More on the outer product:
The outer product is the antisymmetric part of the geometric product. Also from now on the outer product will be noted as \(\wedge\) in equations. This property of antisymmetry has some useful effects, and results in something almost the same as a cross product. The cross product of two parallel vectors is 0. similarly the outer product of two vectors that are scalar multiples(a.k.a. parallel) will also result in 0.

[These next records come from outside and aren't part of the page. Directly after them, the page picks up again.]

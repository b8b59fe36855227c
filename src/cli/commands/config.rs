//! docsearch config - Show the effective configuration

use clap::Args;
use serde_json::Value;

use crate::app::AppContext;
use crate::cli::output;
use crate::config::Config;
use crate::error::{DocsError, Result};

#[derive(Args, Debug)]
pub struct ConfigArgs {
    /// Dotted key to print (e.g. `ranking.match_threshold`)
    pub key: Option<String>,

    /// Print the config file search order instead
    #[arg(long)]
    pub paths: bool,
}

pub fn run(ctx: &AppContext, args: &ConfigArgs) -> Result<()> {
    if args.paths {
        return emit_paths(ctx);
    }

    let value = redacted(&ctx.config)?;
    match &args.key {
        Some(key) => emit_key(ctx, &value, key),
        None if ctx.json => output::emit_json(&value),
        None => {
            let config: Config = serde_json::from_value(value)?;
            let rendered = toml::to_string_pretty(&config)
                .map_err(|err| DocsError::Config(format!("render config: {err}")))?;
            println!("{rendered}");
            Ok(())
        }
    }
}

/// The config as JSON with the anon key masked.
fn redacted(config: &Config) -> Result<Value> {
    let mut value = serde_json::to_value(config)?;
    if let Some(key) = value.pointer_mut("/remote/anon_key") {
        if key.as_str().is_some_and(|k| !k.is_empty()) {
            *key = Value::String("********".to_string());
        }
    }
    Ok(value)
}

fn emit_key(ctx: &AppContext, value: &Value, key: &str) -> Result<()> {
    let pointer = format!("/{}", key.replace('.', "/"));
    let found = value
        .pointer(&pointer)
        .ok_or_else(|| DocsError::NotFound(format!("config key '{key}'")))?;

    if ctx.json {
        return output::emit_json(&serde_json::json!({ "key": key, "value": found }));
    }
    match found {
        Value::String(s) => println!("{s}"),
        other => println!("{other}"),
    }
    Ok(())
}

fn emit_paths(ctx: &AppContext) -> Result<()> {
    let global = dirs::config_dir().map(|dir| dir.join("docsearch/config.toml"));
    let project = ctx.project_root.join(".docsearch/config.toml");

    if ctx.json {
        return output::emit_json(&serde_json::json!({
            "explicit": ctx.config_path,
            "global": global,
            "project": project,
        }));
    }

    if let Some(path) = &ctx.config_path {
        println!("explicit: {}", path.display());
    }
    if let Some(path) = &global {
        println!("global:   {}", path.display());
    }
    println!("project:  {}", project.display());
    Ok(())
}

#[cfg(test)]
mod tests {
    use super::*;

    #[test]
    fn redacted_masks_anon_key() {
        let mut config = Config::default();
        config.remote.anon_key = "secret".to_string();

        let value = redacted(&config).unwrap();
        assert_eq!(value.pointer("/remote/anon_key"), Some(&Value::from("********")));
    }

    #[test]
    fn redacted_leaves_empty_key_alone() {
        let value = redacted(&Config::default()).unwrap();
        assert_eq!(value.pointer("/remote/anon_key"), Some(&Value::from("")));
    }
}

$$a \wedge b = - b \wedge a$$
if $$ b = a $$
$$ a \wedge a = - a \wedge a $$
$$ \therefore a \wedge a = 0 $$
If vectors are orthogonal then the following is true: \(ab = a \wedge b \). The result of vector \(vector2 \wedge vector1\) is not a vector, it is of greater dimension or 'grade', a vector is of grade 1, a plane is of grade 2 and a volume element would be of grade 3. When two things are wedged together their grades add as long as they are not linear multiples of each other.
$$ a , vector, line$$
$$ a \wedge b, grade 2 plane$$
$$ a \wedge b \wedge c, grade 3 volume$$
$$ a \wedge b \wedge a = - a \wedge a \wedge b = - 0 \wedge b, grade 0$$
This is to show some of the basic properties of geometric properties of geometric algebra but I don't have time to write a text book so I'm just going to show a few more things about the outer product right now. Consider two vectors \(a\) and \(b\) with orthonormal bases (fancy terms for \( \hat x\) and \( \hat y \) ) \( e_{1}, e_{2} \) and scalars \( a_{1} , a_{2}, b_{1}, b_{2} \).
Consider the following:
$$ a \wedge b = (a_{1} e_{1} + a_{2} e_{2}) \wedge (b_{1} e_{1} + b_{2} e_{2}) $$
Remember in geometrric algebra stuff distributes over addition so:
$$ a_{1} b_{1} e_{1} \wedge e_{1} + a_{1} b_{2} e_{1} \wedge e_{2} + a_{2} b_{1} e_{2} \wedge e_{1} + a_{2} b_{2} e_{2} \wedge e_{2} = a_{1} b_{2} e_{1} \wedge e_{2} + a_{2} b{1} e_{2} \wedge e_{1} $$
and the outer product anti-commutes so:
$$ = ( a_{1} b_{2} - a_{2} b_{1}) e_{1} e_{2}$$
If you are familiar with the vector math this may be apparent but the outer product of two vectors results in a planar element with a magnitude of the parallelogram spanned by the vectors \(a\) and \(b\). This is the same as a cross product except that the cross product would produce a third vector perpendicular to the other two rather than a plane spanning the two vectors. This pattern continues with higher dimensions, the outer product of 3 vectors would produce a signed volume element with the magnitude of the spanned parallel piped. In fact this would hold to n-dimensional hyper volumes!
I mentioned before that one of my favorite properties of geometric algebra was how it treated imaginary numbers. Lets take a look at how 'imaginary numbers' occur as a result of the geometric algebra. Consider orthonormal vectors of magnitude 1, \(a\) and \(b\). The inner product is 0 for orthogonal vectors so in this case \(ab = a \wedge b\).
$$ (ab)^{2} = abab = -aabb = - (aa)(bb) = -1 $$
That's right. \( (ab)^{2} = -1\). The imaginary numbers naturally appear out of the geometric algebra. Part of the nifty thing is is that it does not require anything to define this besides the geometric product, and isn't actually dependent on a number of dimensions to exist besides having more than two. In this way you can construct multiple 'imaginary' planes and perform rotations higher dimensional systems in the same manner as a lower dimensional system. Some of you guys might note the possibility of the Euler equation to be applied here which does happen. Infact is allows us to construct the powerful rotor which allows arbitrary rotation across a vector. But that is for another time.